> [Exercise]:
A complete answer includes every line below with the word "serde".
[Records for the exercise — start]
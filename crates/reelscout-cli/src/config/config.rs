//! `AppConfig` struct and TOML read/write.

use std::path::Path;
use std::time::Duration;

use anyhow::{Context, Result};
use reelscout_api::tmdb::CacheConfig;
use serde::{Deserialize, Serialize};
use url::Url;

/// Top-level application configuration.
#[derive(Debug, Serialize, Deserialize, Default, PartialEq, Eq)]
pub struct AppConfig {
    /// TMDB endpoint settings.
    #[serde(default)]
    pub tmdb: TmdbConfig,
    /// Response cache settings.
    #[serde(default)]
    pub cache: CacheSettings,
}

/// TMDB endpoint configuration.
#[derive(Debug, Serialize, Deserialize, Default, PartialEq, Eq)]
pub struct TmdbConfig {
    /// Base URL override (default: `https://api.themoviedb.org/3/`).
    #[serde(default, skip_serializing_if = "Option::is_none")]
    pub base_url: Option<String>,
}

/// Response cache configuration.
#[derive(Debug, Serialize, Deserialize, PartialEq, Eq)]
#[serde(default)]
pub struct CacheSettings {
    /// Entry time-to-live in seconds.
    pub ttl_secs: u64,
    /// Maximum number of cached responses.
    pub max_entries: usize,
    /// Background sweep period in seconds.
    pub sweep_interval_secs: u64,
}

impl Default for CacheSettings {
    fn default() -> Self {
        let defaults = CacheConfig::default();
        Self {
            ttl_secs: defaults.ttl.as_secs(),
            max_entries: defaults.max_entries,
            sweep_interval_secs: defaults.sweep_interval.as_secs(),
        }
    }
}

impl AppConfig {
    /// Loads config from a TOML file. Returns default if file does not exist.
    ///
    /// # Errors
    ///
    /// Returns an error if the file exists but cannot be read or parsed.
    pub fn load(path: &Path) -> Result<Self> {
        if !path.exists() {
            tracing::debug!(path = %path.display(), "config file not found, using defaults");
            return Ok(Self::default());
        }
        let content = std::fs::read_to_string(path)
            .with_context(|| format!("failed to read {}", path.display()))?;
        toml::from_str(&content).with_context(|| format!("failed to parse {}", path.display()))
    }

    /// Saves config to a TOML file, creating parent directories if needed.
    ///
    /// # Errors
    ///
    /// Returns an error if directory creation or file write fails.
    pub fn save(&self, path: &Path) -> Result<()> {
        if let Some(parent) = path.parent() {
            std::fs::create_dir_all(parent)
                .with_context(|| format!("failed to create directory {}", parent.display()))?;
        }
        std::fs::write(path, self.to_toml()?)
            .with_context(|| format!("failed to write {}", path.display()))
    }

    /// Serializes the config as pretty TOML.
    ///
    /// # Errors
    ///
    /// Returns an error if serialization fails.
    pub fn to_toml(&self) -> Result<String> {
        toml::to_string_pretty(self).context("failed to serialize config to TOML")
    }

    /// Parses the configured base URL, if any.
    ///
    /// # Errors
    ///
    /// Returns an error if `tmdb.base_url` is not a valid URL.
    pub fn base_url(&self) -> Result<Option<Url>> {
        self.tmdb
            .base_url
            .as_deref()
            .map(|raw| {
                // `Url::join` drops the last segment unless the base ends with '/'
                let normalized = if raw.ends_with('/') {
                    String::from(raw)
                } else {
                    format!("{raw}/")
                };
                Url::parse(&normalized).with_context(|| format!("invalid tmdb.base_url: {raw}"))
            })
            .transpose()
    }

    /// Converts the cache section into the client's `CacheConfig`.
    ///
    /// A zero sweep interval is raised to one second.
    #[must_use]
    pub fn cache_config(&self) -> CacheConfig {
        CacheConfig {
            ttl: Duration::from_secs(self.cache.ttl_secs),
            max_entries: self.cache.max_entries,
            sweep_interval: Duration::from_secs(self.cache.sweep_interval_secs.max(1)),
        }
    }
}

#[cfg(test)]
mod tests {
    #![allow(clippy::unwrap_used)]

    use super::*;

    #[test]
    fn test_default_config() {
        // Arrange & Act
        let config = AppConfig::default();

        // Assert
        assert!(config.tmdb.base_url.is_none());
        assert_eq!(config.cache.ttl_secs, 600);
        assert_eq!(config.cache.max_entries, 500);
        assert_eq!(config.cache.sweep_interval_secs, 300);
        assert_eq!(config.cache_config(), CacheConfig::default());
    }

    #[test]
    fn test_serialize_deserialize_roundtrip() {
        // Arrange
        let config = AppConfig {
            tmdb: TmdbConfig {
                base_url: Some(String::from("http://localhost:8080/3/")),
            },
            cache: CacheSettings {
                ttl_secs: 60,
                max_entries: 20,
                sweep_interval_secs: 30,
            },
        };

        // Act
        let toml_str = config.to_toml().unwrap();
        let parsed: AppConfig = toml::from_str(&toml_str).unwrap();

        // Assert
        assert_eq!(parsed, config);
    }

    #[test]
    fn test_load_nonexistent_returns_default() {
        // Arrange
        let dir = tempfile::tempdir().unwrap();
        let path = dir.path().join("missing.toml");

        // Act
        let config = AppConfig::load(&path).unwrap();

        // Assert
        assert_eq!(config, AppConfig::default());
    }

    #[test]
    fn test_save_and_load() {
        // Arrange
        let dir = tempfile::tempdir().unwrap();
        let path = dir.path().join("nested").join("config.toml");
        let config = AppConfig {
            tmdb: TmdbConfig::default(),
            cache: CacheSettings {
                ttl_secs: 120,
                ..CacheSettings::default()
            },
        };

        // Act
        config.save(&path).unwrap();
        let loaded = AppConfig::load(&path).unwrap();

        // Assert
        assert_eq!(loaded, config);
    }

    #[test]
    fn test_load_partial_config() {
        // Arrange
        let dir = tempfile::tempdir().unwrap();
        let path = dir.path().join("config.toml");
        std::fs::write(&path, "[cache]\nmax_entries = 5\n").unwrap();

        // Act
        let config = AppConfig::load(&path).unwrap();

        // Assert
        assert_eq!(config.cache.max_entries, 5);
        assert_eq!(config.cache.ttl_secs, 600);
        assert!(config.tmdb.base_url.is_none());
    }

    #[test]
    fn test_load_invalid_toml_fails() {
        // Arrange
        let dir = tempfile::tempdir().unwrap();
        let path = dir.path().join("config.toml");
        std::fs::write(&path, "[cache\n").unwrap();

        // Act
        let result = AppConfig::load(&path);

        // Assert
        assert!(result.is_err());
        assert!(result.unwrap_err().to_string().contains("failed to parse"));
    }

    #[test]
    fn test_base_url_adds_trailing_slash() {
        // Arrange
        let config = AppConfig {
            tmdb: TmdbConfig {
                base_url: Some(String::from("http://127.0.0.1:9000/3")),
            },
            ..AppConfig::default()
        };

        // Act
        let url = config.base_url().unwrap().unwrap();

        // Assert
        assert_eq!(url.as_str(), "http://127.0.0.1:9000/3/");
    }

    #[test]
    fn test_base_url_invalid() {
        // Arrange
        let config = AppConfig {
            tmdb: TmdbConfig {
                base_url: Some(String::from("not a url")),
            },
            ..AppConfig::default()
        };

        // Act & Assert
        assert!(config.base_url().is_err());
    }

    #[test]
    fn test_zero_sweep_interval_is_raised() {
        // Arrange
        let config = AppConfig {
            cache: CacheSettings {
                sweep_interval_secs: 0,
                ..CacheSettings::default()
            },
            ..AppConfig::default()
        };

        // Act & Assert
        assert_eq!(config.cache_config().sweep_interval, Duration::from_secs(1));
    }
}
[Records for the exercise — finish]
> [Exercise output]:
use serde::{Deserialize, Serialize};
    #[serde(default)]
    #[serde(default)]
    #[serde(default, skip_serializing_if = "Option::is_none")]
#[serde(default)]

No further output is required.